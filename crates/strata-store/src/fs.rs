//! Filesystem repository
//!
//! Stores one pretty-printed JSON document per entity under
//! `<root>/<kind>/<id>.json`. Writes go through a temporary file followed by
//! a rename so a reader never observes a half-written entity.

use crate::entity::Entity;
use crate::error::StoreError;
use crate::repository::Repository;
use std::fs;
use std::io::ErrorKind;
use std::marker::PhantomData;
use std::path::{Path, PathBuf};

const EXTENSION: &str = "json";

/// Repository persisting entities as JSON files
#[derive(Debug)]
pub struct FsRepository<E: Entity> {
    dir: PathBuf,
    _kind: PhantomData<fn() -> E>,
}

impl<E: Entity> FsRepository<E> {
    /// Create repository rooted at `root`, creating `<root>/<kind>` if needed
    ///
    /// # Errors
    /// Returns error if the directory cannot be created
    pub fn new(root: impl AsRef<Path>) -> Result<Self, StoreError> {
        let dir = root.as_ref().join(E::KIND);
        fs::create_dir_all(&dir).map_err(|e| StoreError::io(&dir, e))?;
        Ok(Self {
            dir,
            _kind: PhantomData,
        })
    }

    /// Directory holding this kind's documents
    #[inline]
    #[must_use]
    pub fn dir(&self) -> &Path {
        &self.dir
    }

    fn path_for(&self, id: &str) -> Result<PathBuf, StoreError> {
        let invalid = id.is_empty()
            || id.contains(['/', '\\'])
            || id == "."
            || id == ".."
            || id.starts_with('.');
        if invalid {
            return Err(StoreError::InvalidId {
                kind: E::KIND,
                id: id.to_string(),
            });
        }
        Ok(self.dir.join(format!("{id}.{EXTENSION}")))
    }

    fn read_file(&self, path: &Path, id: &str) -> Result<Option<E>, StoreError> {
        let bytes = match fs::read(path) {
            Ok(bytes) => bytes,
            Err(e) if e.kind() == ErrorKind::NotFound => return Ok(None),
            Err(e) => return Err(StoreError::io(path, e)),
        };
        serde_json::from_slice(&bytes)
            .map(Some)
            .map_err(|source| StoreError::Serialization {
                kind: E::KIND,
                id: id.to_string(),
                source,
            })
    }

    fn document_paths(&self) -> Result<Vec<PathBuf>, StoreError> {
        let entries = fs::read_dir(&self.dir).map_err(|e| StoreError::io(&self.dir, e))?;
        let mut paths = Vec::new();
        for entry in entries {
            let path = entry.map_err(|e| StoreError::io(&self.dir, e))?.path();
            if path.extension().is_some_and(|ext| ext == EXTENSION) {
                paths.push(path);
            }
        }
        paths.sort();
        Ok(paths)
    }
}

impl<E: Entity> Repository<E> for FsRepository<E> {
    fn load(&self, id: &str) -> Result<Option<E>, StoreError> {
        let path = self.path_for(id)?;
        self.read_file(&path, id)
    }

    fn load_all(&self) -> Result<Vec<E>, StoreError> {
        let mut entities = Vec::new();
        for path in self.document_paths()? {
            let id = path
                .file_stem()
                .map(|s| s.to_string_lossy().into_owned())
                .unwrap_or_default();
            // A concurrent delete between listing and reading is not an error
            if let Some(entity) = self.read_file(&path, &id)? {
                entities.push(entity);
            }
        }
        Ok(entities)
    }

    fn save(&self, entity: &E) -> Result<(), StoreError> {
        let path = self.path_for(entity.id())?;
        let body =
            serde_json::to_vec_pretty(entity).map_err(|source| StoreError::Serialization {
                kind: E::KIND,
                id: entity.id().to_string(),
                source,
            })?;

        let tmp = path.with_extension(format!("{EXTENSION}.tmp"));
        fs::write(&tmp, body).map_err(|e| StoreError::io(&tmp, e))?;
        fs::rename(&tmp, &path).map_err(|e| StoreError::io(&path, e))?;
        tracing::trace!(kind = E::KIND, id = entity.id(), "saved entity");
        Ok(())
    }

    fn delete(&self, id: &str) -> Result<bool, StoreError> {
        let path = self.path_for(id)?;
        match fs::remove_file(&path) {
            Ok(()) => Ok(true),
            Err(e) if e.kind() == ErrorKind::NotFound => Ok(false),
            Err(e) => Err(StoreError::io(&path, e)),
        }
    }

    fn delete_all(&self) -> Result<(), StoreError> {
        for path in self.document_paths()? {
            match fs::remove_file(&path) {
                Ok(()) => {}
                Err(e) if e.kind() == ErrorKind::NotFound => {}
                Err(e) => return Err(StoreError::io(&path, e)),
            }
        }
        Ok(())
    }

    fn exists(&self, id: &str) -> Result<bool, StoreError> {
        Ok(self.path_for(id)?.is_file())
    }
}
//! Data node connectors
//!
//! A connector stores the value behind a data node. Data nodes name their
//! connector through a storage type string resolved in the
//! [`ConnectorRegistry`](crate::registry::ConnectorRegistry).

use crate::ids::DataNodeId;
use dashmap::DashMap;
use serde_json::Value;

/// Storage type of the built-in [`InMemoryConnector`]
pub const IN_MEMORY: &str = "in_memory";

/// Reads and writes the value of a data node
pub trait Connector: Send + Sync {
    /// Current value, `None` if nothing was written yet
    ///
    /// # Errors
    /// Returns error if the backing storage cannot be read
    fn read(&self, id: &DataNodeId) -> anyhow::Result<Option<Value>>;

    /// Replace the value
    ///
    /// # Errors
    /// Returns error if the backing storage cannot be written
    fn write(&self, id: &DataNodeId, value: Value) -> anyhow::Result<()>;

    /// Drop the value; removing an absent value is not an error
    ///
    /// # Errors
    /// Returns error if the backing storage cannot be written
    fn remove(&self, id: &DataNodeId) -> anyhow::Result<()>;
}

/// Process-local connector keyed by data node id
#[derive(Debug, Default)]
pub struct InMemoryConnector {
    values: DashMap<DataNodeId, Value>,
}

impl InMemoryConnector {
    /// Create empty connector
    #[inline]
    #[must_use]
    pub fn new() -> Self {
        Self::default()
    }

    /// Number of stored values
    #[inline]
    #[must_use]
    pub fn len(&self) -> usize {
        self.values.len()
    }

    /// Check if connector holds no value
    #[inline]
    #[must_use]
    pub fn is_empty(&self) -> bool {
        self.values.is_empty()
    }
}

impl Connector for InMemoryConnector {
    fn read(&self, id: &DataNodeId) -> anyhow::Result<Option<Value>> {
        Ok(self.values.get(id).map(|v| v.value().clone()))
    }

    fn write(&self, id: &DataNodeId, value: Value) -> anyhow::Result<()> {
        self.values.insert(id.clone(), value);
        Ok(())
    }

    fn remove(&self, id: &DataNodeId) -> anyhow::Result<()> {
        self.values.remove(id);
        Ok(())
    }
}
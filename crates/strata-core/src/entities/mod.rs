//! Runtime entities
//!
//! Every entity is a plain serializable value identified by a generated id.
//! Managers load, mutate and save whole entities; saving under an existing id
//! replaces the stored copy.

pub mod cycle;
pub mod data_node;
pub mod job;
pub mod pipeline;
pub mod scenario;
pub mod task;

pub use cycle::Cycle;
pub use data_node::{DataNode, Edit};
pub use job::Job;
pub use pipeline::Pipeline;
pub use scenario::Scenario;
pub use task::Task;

ABOUT THIS TASK: Which lines of the records above contain the word "Serialization"? Copy each of them.

WRITTEN REPLY:
            .map_err(|source| StoreError::Serialization {
            serde_json::to_vec_pretty(entity).map_err(|source| StoreError::Serialization {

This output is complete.